When she tried to obtain an abortion, arguments were already under way in court. One Friday in April, it was legal to get an abortion. But by Monday, before she could go to the clinic, it was banned.

“I was terrified again,” she told the court. “Caring for a toddler and two twin babies alone, while exhausted from and deeply anxious about an unwanted pregnancy, worrying every day that the pregnancy will suddenly leave me unable to care for my kids, and managing all of this in the midst of a pandemic.”

Monied interests have also come to support the bans. In just one example, one of Donald Trump’s personal attorneys, Jay Sekulow, bragged about his faith-based not-for-profit legal centers support for Texas’s abortion ban.

BREAKING: The @ACLJ has helped secure a huge victory for life in the Fifth Circuit Court of Appeals out of Texas. The Court agreed with our argument, concluding that there’s “no constitutional right to any particular #abortion procedure.” https://t.co/NDG66plP0n

— Jay Sekulow (@JaySekulow) April 21, 2020


“The [American Center for Law and Justice] has helped secure a huge victory for life in the Fifth Circuit Court of Appeals out of Texas,” Sekulow tweeted.

The back and forth has forced women, at least the few with means, to travel at an exceptionally dangerous time, boarding planes or driving out of state and violating stay-at-home orders.

“We had someone who flew in from Texas,” said Renee Chelian, founder of Northland Family Planning Clinics in Detroit, Michigan. “She had family here, but she got on a plane and flew. None of the rest of us are flying.”

When workers from Whole Woman Health’s called to reschedule patients, some were in the car driving to neighboring Oklahoma and New Mexico. The women would ask, are you sure we should turn around? Is 5am too early to come in?

As restrictions have gone into place, interest has grown in self-managed abortions. Plan C, a website which provides information on self-managed abortions, saw daily visits grow 20% in April and 11% in March, around the time states enacted bans.

“There’s no reason in the world that a great number of abortions can’t be done through telemedicine,” said Ragsdale. “Talk to your doctor, or video conference, and have the drugs delivered to your home. The FDA regulations don’t allow that – it’s time they do.”

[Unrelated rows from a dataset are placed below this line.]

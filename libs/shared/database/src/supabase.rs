use anyhow::{anyhow, Result};
use reqwest::{
    header::{HeaderMap, HeaderValue, AUTHORIZATION, CONTENT_TYPE},
    Client, Method,
};
use serde::de::DeserializeOwned;
use serde_json::Value;
use tracing::{debug, error};

use shared_config::AppConfig;

pub struct SupabaseClient {
    client: Client,
    base_url: String,
    anon_key: String,
}

impl SupabaseClient {
    pub fn new(config: &AppConfig) -> Self {
        Self {
            client: Client::new(),
            base_url: config.supabase_url.clone(),
            anon_key: config.supabase_anon_key.clone(),
        }
    }

    fn get_headers(&self, auth_token: Option<&str>) -> HeaderMap {
        let mut headers = HeaderMap::new();

        if let Ok(key) = HeaderValue::from_str(&self.anon_key) {
            headers.insert("apikey", key);
        }
        headers.insert(CONTENT_TYPE, HeaderValue::from_static("application/json"));

        if let Some(token) = auth_token {
            if let Ok(bearer) = HeaderValue::from_str(&format!("Bearer {}", token)) {
                headers.insert(AUTHORIZATION, bearer);
            }
        }

        headers
    }

    pub async fn request<T>(
        &self,
        method: Method,
        path: &str,
        auth_token: Option<&str>,
        body: Option<Value>,
    ) -> Result<T>
    where
        T: DeserializeOwned,
    {
        self.request_with_headers(method, path, auth_token, body, None)
            .await
    }

    /// Same as `request` but with extra headers merged in, e.g.
    /// `Prefer: return=representation` so PostgREST echoes back written rows.
    pub async fn request_with_headers<T>(
        &self,
        method: Method,
        path: &str,
        auth_token: Option<&str>,
        body: Option<Value>,
        extra_headers: Option<HeaderMap>,
    ) -> Result<T>
    where
        T: DeserializeOwned,
    {
        let url = format!("{}{}", self.base_url, path);
        debug!("Making request to {}", url);

        let mut headers = self.get_headers(auth_token);
        if let Some(extra) = extra_headers {
            headers.extend(extra);
        }

        let mut req = self.client.request(method, &url).headers(headers);

        if let Some(body_data) = body {
            req = req.json(&body_data);
        }

        let response = req.send().await?;

        let status = response.status();
        if !status.is_success() {
            let error_text = response.text().await?;
            error!("API error ({}): {}", status, error_text);

            return Err(match status.as_u16() {
                401 | 403 => anyhow!("Authentication error: {}", error_text),
                404 => anyhow!("Resource not found: {}", error_text),
                409 => anyhow!("Conflict: {}", error_text),
                _ => anyhow!("API error ({}): {}", status, error_text),
            });
        }

        let data = response.json::<T>().await?;
        Ok(data)
    }

    pub fn get_base_url(&self) -> &str {
        &self.base_url
    }
}
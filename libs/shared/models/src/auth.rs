use chrono::{DateTime, Utc};
use serde::{Deserialize, Serialize};

#[derive(Debug, Serialize, Deserialize)]
pub struct JwtClaims {
    pub sub: String,
    pub exp: Option<u64>,
    pub email: Option<String>,
    pub role: Option<String>,
    pub app_metadata: Option<serde_json::Value>,
    pub user_metadata: Option<serde_json::Value>,
    pub aud: Option<String>,
    pub iat: Option<u64>,
}

#[derive(Debug, Clone, Serialize, Deserialize)]
pub struct User {
    pub id: String,
    pub email: Option<String>,
    pub role: Option<String>,
    pub metadata: Option<serde_json::Value>,
    pub created_at: Option<DateTime<Utc>>,
}

impl User {
    pub fn is_admin(&self) -> bool {
        self.role.as_deref() == Some("admin")
    }

    pub fn is_doctor(&self) -> bool {
        self.role.as_deref() == Some("doctor")
    }

    pub fn is_patient(&self) -> bool {
        !self.is_admin() && !self.is_doctor()
    }
}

The operating room at the Whole Woman’s Health clinic in Fort Worth, Texas. On 30 March the fifth circuit court of appeals reinstated the state’s executive order to restrict abortions during the pandemic. Photograph: Tony Gutierrez/AP

Even in states supportive of abortion clinic directors have said protesters have become more antagonistic during the pandemic, flouting social distancing guidelines.

“These people are standing out in front of abortion clinics, harassing women, refusing to wear masks,” Chelian said.

Some of Chelian’s clinic protesters, who are reliable regulars week-in and week-out, have joined pro-gun, anti-social-distancing rallies at the Michigan capitol of Lansing. “At the end of March, they were claiming as Christians they won’t get the virus”, she said.

  • This article was amended on 30 April 2020 to correct the name of We Testify and to correct Nikiya Natale’s job title.